------ RECORDS PROVIDED

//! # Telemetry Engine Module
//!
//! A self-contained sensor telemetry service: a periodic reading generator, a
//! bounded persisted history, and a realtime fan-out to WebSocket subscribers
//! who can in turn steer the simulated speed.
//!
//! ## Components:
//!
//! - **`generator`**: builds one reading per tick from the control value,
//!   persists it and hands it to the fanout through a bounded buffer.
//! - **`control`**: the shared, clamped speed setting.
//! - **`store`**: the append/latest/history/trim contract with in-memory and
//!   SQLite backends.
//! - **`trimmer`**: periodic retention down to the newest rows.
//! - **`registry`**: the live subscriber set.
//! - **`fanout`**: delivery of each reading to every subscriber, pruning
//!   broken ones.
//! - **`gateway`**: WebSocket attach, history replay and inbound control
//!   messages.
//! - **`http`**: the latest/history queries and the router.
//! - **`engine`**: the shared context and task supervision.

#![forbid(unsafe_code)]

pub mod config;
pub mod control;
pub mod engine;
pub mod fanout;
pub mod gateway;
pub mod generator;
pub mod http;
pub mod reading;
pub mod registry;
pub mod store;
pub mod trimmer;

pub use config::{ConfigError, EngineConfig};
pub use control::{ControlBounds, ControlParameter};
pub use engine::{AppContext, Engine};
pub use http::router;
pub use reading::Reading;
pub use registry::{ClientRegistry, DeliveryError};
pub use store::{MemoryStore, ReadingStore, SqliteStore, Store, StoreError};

------------

• PROBLEM TO WORK ON:
In your answer, include only the lines above starting at the line that holds "#![forbid(unsafe_code)]" and ending at the line that holds "pub use reading::Reading;", copied exactly.

• TASK RESPONSE:
#![forbid(unsafe_code)]

pub mod config;
pub mod control;
pub mod engine;
pub mod fanout;
pub mod gateway;
pub mod generator;
pub mod http;
pub mod reading;
pub mod registry;
pub mod store;
pub mod trimmer;

pub use config::{ConfigError, EngineConfig};
pub use control::{ControlBounds, ControlParameter};
pub use engine::{AppContext, Engine};
pub use http::router;
pub use reading::Reading;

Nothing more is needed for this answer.